# How to complete this task
Return every line of the entries that includes the word "Fixed".

** Supplied records follows **

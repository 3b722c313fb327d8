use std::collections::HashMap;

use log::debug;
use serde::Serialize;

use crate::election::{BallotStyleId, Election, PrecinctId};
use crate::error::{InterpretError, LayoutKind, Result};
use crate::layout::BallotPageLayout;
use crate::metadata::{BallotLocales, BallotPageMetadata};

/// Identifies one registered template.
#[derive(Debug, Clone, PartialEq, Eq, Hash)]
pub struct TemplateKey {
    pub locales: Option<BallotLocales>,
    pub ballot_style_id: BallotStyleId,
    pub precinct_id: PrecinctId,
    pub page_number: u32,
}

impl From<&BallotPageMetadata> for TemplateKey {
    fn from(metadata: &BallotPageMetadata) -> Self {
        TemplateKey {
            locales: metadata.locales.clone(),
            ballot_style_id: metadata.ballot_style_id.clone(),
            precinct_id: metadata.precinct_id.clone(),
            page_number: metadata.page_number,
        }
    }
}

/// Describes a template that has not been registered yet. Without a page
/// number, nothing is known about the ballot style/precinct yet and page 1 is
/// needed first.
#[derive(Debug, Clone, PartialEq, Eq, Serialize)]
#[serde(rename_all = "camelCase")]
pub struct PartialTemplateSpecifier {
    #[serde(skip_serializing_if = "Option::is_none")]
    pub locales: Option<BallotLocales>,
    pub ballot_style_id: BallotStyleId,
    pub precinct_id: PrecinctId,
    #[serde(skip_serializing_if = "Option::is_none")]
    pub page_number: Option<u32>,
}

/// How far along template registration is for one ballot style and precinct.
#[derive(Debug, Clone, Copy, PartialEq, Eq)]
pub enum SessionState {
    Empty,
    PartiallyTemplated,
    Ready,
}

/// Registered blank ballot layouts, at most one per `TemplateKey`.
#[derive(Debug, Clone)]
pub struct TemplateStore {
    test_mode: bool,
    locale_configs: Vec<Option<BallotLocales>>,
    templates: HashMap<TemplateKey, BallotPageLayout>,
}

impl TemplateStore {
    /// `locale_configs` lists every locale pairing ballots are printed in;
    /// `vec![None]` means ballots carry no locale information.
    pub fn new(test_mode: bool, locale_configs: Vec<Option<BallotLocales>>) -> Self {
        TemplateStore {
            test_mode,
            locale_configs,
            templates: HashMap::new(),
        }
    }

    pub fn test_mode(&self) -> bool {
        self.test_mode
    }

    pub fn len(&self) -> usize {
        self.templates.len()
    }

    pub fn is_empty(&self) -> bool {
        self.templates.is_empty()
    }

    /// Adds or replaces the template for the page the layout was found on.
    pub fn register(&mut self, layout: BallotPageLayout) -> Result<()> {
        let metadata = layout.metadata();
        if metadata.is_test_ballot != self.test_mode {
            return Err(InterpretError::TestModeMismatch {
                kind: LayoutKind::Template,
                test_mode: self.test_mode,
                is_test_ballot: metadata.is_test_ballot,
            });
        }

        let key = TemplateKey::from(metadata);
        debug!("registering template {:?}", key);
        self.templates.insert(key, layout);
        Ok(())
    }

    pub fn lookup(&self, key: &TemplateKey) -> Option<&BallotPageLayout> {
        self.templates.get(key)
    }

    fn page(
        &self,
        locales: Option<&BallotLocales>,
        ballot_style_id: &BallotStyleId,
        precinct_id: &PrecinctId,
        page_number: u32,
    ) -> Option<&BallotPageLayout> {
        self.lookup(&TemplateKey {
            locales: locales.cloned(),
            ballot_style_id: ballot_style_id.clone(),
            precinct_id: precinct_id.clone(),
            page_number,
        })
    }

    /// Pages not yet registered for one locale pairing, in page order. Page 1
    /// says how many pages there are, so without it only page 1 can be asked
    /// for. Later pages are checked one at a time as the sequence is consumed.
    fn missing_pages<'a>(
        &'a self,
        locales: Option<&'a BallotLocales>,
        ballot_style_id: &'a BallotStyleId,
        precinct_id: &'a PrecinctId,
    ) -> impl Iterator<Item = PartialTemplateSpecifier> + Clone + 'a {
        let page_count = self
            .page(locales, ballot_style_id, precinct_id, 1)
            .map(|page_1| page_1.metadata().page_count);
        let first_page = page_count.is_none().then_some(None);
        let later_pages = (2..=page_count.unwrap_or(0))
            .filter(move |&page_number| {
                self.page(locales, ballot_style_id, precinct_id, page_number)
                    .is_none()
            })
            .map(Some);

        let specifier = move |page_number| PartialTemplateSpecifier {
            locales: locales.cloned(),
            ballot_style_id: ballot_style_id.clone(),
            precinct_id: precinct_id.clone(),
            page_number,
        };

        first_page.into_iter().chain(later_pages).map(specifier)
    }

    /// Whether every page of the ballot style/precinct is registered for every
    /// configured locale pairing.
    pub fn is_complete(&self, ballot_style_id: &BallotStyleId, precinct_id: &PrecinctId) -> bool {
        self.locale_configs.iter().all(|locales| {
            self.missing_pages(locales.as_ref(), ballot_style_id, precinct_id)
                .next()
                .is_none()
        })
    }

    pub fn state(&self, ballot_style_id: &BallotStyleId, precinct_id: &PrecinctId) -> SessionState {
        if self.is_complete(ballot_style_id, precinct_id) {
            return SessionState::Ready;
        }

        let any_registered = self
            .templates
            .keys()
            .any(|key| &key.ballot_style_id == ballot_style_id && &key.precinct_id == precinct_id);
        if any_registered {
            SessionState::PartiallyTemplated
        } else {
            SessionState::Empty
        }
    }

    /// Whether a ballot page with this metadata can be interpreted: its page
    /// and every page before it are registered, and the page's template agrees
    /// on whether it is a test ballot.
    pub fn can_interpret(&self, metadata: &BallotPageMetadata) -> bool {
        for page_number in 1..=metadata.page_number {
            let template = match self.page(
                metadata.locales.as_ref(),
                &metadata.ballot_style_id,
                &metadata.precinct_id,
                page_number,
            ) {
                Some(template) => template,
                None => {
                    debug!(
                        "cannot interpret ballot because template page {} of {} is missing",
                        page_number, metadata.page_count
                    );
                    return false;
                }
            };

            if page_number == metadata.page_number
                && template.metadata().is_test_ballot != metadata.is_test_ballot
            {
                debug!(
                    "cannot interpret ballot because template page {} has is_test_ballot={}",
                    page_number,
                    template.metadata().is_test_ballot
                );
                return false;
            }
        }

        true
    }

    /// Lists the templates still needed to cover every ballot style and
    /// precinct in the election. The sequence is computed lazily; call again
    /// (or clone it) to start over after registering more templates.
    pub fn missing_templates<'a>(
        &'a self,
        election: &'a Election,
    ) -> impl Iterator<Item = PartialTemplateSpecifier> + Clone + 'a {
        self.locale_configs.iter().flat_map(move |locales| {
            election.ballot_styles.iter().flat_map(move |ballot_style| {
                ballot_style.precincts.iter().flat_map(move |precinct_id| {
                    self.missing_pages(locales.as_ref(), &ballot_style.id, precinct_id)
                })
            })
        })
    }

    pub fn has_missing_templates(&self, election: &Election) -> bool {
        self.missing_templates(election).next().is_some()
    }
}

** End of Supplied records **
** Supplied records follows **

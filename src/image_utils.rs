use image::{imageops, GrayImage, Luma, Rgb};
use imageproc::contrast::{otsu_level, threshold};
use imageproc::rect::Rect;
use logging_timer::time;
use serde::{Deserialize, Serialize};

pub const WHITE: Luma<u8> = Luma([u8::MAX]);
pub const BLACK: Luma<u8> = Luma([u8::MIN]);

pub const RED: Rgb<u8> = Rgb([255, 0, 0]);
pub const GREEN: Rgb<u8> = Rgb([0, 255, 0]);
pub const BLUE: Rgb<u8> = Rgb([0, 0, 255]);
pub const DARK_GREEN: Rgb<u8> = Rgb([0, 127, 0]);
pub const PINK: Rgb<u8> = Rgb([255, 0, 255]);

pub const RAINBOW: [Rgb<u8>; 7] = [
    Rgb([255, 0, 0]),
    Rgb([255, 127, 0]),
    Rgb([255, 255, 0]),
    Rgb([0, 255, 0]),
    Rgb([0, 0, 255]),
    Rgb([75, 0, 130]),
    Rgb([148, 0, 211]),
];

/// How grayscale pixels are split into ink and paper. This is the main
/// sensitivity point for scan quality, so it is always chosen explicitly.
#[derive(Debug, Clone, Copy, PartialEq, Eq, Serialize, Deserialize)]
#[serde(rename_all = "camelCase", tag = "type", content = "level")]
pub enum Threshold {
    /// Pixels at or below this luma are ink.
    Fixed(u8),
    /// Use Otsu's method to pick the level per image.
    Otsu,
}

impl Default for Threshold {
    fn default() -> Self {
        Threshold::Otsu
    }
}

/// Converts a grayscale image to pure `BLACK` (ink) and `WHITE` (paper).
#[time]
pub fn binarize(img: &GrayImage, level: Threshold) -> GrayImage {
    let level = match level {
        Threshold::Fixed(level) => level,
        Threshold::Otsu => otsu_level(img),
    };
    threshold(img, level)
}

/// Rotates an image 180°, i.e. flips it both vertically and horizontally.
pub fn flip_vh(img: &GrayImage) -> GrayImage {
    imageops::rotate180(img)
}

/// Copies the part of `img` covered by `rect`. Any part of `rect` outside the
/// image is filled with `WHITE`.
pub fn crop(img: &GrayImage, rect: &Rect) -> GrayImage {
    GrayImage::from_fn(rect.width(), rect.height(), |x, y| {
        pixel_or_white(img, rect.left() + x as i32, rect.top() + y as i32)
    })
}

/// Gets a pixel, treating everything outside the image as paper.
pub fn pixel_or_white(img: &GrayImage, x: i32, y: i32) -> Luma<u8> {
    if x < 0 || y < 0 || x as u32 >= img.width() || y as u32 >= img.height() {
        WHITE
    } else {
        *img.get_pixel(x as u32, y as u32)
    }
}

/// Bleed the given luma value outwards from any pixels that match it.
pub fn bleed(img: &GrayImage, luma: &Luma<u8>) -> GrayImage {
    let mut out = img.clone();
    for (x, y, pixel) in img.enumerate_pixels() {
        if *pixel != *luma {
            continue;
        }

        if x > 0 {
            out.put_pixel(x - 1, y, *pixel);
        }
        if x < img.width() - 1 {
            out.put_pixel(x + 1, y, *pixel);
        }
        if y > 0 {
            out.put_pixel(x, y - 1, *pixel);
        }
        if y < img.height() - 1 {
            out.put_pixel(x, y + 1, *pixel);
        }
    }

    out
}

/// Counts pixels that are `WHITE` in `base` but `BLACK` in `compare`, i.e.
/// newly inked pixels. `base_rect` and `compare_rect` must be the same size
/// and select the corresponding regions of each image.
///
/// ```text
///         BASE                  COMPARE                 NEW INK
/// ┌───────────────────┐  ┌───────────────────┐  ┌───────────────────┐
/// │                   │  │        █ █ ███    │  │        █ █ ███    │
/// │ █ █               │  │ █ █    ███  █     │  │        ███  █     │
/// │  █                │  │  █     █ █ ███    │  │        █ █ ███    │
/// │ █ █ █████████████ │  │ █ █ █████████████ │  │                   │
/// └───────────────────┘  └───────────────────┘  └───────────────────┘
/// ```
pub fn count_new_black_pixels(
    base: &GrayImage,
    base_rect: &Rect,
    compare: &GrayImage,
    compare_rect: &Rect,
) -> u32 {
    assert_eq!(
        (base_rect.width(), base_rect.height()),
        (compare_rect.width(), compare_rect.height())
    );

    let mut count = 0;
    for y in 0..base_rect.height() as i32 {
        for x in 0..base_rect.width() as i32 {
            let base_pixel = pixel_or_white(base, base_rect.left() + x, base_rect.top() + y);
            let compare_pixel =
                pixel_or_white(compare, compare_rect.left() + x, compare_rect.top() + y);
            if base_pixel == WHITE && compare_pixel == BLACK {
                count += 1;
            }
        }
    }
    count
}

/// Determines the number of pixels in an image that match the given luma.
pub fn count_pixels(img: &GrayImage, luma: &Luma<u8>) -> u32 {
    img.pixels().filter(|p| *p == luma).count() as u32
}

** End of Supplied records **

# Task output
    Fixed(u8),
        Threshold::Fixed(level) => level,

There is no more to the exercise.